Working with Italian strawberry breeding consortium CIV (Consorzio Italiano Vivaisti), artificial intelligence powered crop-breeding company Heritable Agriculture, and Vineland Research and Innovation Centre, Red Sun is developing strawberry varieties bred specifically for indoor growing environments.
The project is a first-of-its-kind effort in North America and representatives from eight retail chains, including four from Canada, recently had their first look at the more than 110 breeding lines currently in development.
Paul J. Mastronardi, Red Sun’s business development and account manager, says field strawberries are almost entirely June-bearing, producing fruit in one major flush.
Greenhouse operations, however, need ever-bearing varieties that deliver consistent and regular production.
Flavour is another perennial challenge: consumers want sweet, aromatic berries, not firm-but-bland fruit bred to withstand long-distance trucking.
“We are already working with North America’s largest retailers to bring these innovations to their customers,” says Mastronardi.
“We are looking to increase yield and flavour and no one is working on developing a greenhouse strawberry. Others are trying to put current plant genetic material into a greenhouse, but the yields aren’t there.”
To build those genetics, Red Sun Farms has assembled an unusual partnership.
Mastronardi first connected with Heritable Agriculture, a company born at X, Alphabet’s moonshot factory, and founded by computational and molecular biologists with deep expertise in plant genetics.
Heritable’s platform uses artificial intelligence-driven predictive breeding models to determine exactly which genetic markers deliver key traits, dramatically reducing the time and uncertainty of traditional breeding.
“Breeding is usually a guessing game,” Mastronardi says.
“Heritable has developed an algorithm model to tell you what markers you need for greenhouse performance. It’s faster, more accurate, and it transforms how we think about strawberry improvement.”
Through Heritable, Mastronardi was introduced to Italian strawberry genetics leader CIV, who has brought germplasm and decades of breeding expertise to the project.
Together, the partners are now working on more than 110 breeding lines, all grown under controlled conditions at Vineland. Vineland’s team is responsible for hands-on monitoring — measuring berry size, width, length, plant architecture, and overall performance — providing the data needed to fine-tune the AI models and guide selection.
A unique feature of the initiative is the involvement of North American retail partners, four of them Canadian, representing more than 8,000 stores across the continent.
According to Mastronardi, the conventional approach involves breeders and seed companies developing varieties they think are in demand and then taking those to a grower or distributor for trial.
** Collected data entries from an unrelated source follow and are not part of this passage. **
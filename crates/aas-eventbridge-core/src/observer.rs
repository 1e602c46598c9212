//! Observer registration.
//!
//! The model calls its observers in-line at the moment of mutation, so an
//! observer must return promptly and must never fail the write that
//! triggered it.

use crate::event::MutationEvent;
use std::sync::Arc;

/// Receiver of model mutations.
pub trait ModelObserver: Send + Sync {
    /// Handle one mutation. Called synchronously by the model.
    fn on_event(&self, event: &MutationEvent);
}

/// A model that accepts observers.
pub trait ObservableModel {
    /// Register an observer for all future mutations.
    fn add_observer(&mut self, observer: Arc<dyn ModelObserver>);
}

/// Fan-out list of observers that a model embeds to notify them.
#[derive(Default)]
pub struct ObserverRegistry {
    observers: Vec<Arc<dyn ModelObserver>>,
}

impl ObserverRegistry {
    /// Create an empty registry.
    #[must_use]
    pub fn new() -> Self {
        Self::default()
    }

    /// Deliver an event to every registered observer, in registration order.
    pub fn notify(&self, event: &MutationEvent) {
        tracing::trace!(kind = ?event.kind(), observers = self.observers.len(), "Notifying observers");
        for observer in &self.observers {
            observer.on_event(event);
        }
    }

    /// Number of registered observers.
    #[must_use]
    pub fn len(&self) -> usize {
        self.observers.len()
    }

    /// Whether no observer is registered.
    #[must_use]
    pub fn is_empty(&self) -> bool {
        self.observers.is_empty()
    }
}

impl ObservableModel for ObserverRegistry {
    fn add_observer(&mut self, observer: Arc<dyn ModelObserver>) {
        self.observers.push(observer);
    }
}

impl std::fmt::Debug for ObserverRegistry {
    fn fmt(&self, f: &mut std::fmt::Formatter<'_>) -> std::fmt::Result {
        f.debug_struct("ObserverRegistry")
            .field("observers", &self.observers.len())
            .finish()
    }
}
If they like it, they approach retail partners.

“We’re bringing the retailers in from the beginning. With the time and money that developing new varieties takes, we want them to be part of what we are doing,” he says.
Recently, retailer teams joined the partners at Vineland for an exclusive first look at the early-stage breeding lines. Through guided sensory evaluations, they tasted sample groups of varieties, providing direct feedback on flavour, sweetness, texture, aroma, and visual appeal.
This real-time loop between breeders, growers, AI modellers and retailers is something Mastronardi sees as transformative.
The project represents a new era of produce development that no longer means having to choose between yield and flavour but is rather about developing what the market wants.
“We are effectively reverse engineering the perfect strawberry based on what consumers actually demand, ensuring that when these varieties hit the shelf, they are already proven winners,” he says.
As climate change increases pressure on outdoor production, particularly in California, which is the continent’s largest strawberry supplier, Mastronardi believes indoor-specific breeding will play a growing role in supply stability.
Selection is still underway, but the partners expect the first commercial greenhouse-specific varieties from the project to be in stores by 2029 at the latest.